-------- Data records

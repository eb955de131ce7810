//! Plugin Dispatcher
//!
//! Executes the in-progress plugin task through the registry. Registry
//! errors become `success: false` results; nothing propagates.

use std::sync::Arc;
use tracing::{info, warn};

use super::state::{AgentTarget, NodeId, OrchestratorState, TaskResult};
use crate::tools::{PluginOutput, PluginRegistry};

pub struct PluginDispatcher {
    registry: Arc<dyn PluginRegistry>,
}

impl PluginDispatcher {
    pub fn new(registry: Arc<dyn PluginRegistry>) -> Self {
        Self { registry }
    }

    pub async fn execute_plugin(&self, state: &mut OrchestratorState) {
        state.next_agent = Some(NodeId::SupervisorPlan);

        let Some(index) = state.in_progress_index() else {
            warn!("Plugin dispatcher entered without an in-progress task");
            return;
        };
        let task = &state.task_plan[index];
        let AgentTarget::Plugin { name, action, params } = &task.target else {
            warn!(task_id = %task.id, "In-progress task is not a plugin task");
            return;
        };
        let (task_id, name, action, params) = (task.id.clone(), name.clone(), action.clone(), params.clone());

        let output = match self.registry.execute(&name, &action, params).await {
            Ok(output) => output,
            Err(e) => {
                warn!(plugin = %name, error = %e, "Plugin registry error");
                PluginOutput::failure(e.to_string())
            }
        };
        info!(
            trace_id = %state.trace_id,
            task_id = %task_id,
            plugin = %name,
            success = output.success,
            "Plugin finished"
        );

        let result = TaskResult::Plugin(output);
        state.finish_task(index, result.clone(), false);
        state.agent_outputs.insert(task_id, result);
        state.mark_agent_used(&format!("plugin:{}", name));
    }
}

#[cfg(test)]
mod tests {
    use super::*;
    use crate::orchestrator::state::{SubTask, TaskStatus};
    use anyhow::Result;
    use async_trait::async_trait;
    use serde_json::{json, Value};

    struct FixedRegistry;

    #[async_trait]
    impl PluginRegistry for FixedRegistry {
        async fn execute(&self, name: &str, _action: &str, _params: Value) -> Result<PluginOutput> {
            match name {
                "calculator" => Ok(PluginOutput::success(json!({"result": 100}))),
                _ => anyhow::bail!("registry offline"),
            }
        }

        async fn catalogue(&self) -> String {
            String::new()
        }
    }

    fn plugin_state(assigned: &str) -> OrchestratorState {
        let mut state = OrchestratorState::new("What is 50*2?", "t");
        state.task_plan.push(SubTask::new(
            "t1",
            "multiply",
            AgentTarget::parse(assigned, Some("evaluate"), Some(json!({"expression": "50*2"}))),
        ));
        state.task_plan[0].status = TaskStatus::InProgress;
        state
    }

    #[tokio::test]
    async fn test_result_keyed_by_task_id() {
        let dispatcher = PluginDispatcher::new(Arc::new(FixedRegistry));
        let mut state = plugin_state("plugin:calculator");
        dispatcher.execute_plugin(&mut state).await;

        assert_eq!(state.task_plan[0].status, TaskStatus::Completed);
        match state.agent_outputs.get("t1") {
            Some(TaskResult::Plugin(out)) => assert_eq!(out.data["result"], 100),
            other => panic!("unexpected output {:?}", other),
        }
        assert_eq!(state.next_agent, Some(NodeId::SupervisorPlan));
    }

    #[tokio::test]
    async fn test_registry_error_is_contained() {
        let dispatcher = PluginDispatcher::new(Arc::new(FixedRegistry));
        let mut state = plugin_state("plugin:weather");
        dispatcher.execute_plugin(&mut state).await;

        assert_eq!(state.task_plan[0].status, TaskStatus::Completed);
        match state.agent_outputs.get("t1") {
            Some(TaskResult::Plugin(out)) => {
                assert!(!out.success);
                assert_eq!(out.error.as_deref(), Some("registry offline"));
            }
            other => panic!("unexpected output {:?}", other),
        }
    }

    #[tokio::test]
    async fn test_non_plugin_task_is_left_alone() {
        let dispatcher = PluginDispatcher::new(Arc::new(FixedRegistry));
        let mut state = plugin_state("coder");
        dispatcher.execute_plugin(&mut state).await;

        assert_eq!(state.task_plan[0].status, TaskStatus::InProgress);
        assert!(state.agent_outputs.is_empty());
        assert_eq!(state.next_agent, Some(NodeId::SupervisorPlan));
    }
}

----------------

◆ What the task requires: Print the material exactly as written, omitting nothing.

◆ Response for this exercise:
repository eb955de131ce7810
//! Plugin Dispatcher
//!
//! Executes the in-progress plugin task through the registry. Registry
//! errors become `success: false` results; nothing propagates.

use std::sync::Arc;
use tracing::{info, warn};

use super::state::{AgentTarget, NodeId, OrchestratorState, TaskResult};
use crate::tools::{PluginOutput, PluginRegistry};

pub struct PluginDispatcher {
    registry: Arc<dyn PluginRegistry>,
}

impl PluginDispatcher {
    pub fn new(registry: Arc<dyn PluginRegistry>) -> Self {
        Self { registry }
    }

    pub async fn execute_plugin(&self, state: &mut OrchestratorState) {
        state.next_agent = Some(NodeId::SupervisorPlan);

        let Some(index) = state.in_progress_index() else {
            warn!("Plugin dispatcher entered without an in-progress task");
            return;
        };
        let task = &state.task_plan[index];
        let AgentTarget::Plugin { name, action, params } = &task.target else {
            warn!(task_id = %task.id, "In-progress task is not a plugin task");
            return;
        };
        let (task_id, name, action, params) = (task.id.clone(), name.clone(), action.clone(), params.clone());

        let output = match self.registry.execute(&name, &action, params).await {
            Ok(output) => output,
            Err(e) => {
                warn!(plugin = %name, error = %e, "Plugin registry error");
                PluginOutput::failure(e.to_string())
            }
        };
        info!(
            trace_id = %state.trace_id,
            task_id = %task_id,
            plugin = %name,
            success = output.success,
            "Plugin finished"
        );

        let result = TaskResult::Plugin(output);
        state.finish_task(index, result.clone(), false);
        state.agent_outputs.insert(task_id, result);
        state.mark_agent_used(&format!("plugin:{}", name));
    }
}

#[cfg(test)]
mod tests {
    use super::*;
    use crate::orchestrator::state::{SubTask, TaskStatus};
    use anyhow::Result;
    use async_trait::async_trait;
    use serde_json::{json, Value};

    struct FixedRegistry;

    #[async_trait]
    impl PluginRegistry for FixedRegistry {
        async fn execute(&self, name: &str, _action: &str, _params: Value) -> Result<PluginOutput> {
            match name {
                "calculator" => Ok(PluginOutput::success(json!({"result": 100}))),
                _ => anyhow::bail!("registry offline"),
            }
        }

        async fn catalogue(&self) -> String {
            String::new()
        }
    }

    fn plugin_state(assigned: &str) -> OrchestratorState {
        let mut state = OrchestratorState::new("What is 50*2?", "t");
        state.task_plan.push(SubTask::new(
            "t1",
            "multiply",
            AgentTarget::parse(assigned, Some("evaluate"), Some(json!({"expression": "50*2"}))),
        ));
        state.task_plan[0].status = TaskStatus::InProgress;
        state
    }

    #[tokio::test]
    async fn test_result_keyed_by_task_id() {
        let dispatcher = PluginDispatcher::new(Arc::new(FixedRegistry));
        let mut state = plugin_state("plugin:calculator");
        dispatcher.execute_plugin(&mut state).await;

        assert_eq!(state.task_plan[0].status, TaskStatus::Completed);
        match state.agent_outputs.get("t1") {
            Some(TaskResult::Plugin(out)) => assert_eq!(out.data["result"], 100),
            other => panic!("unexpected output {:?}", other),
        }
        assert_eq!(state.next_agent, Some(NodeId::SupervisorPlan));
    }

    #[tokio::test]
    async fn test_registry_error_is_contained() {
        let dispatcher = PluginDispatcher::new(Arc::new(FixedRegistry));
        let mut state = plugin_state("plugin:weather");
        dispatcher.execute_plugin(&mut state).await;

        assert_eq!(state.task_plan[0].status, TaskStatus::Completed);
        match state.agent_outputs.get("t1") {
            Some(TaskResult::Plugin(out)) => {
                assert!(!out.success);
                assert_eq!(out.error.as_deref(), Some("registry offline"));
            }
            other => panic!("unexpected output {:?}", other),
        }
    }

    #[tokio::test]
    async fn test_non_plugin_task_is_left_alone() {
        let dispatcher = PluginDispatcher::new(Arc::new(FixedRegistry));
        let mut state = plugin_state("coder");
        dispatcher.execute_plugin(&mut state).await;

        assert_eq!(state.task_plan[0].status, TaskStatus::InProgress);
        assert!(state.agent_outputs.is_empty());
        assert_eq!(state.next_agent, Some(NodeId::SupervisorPlan));
    }
}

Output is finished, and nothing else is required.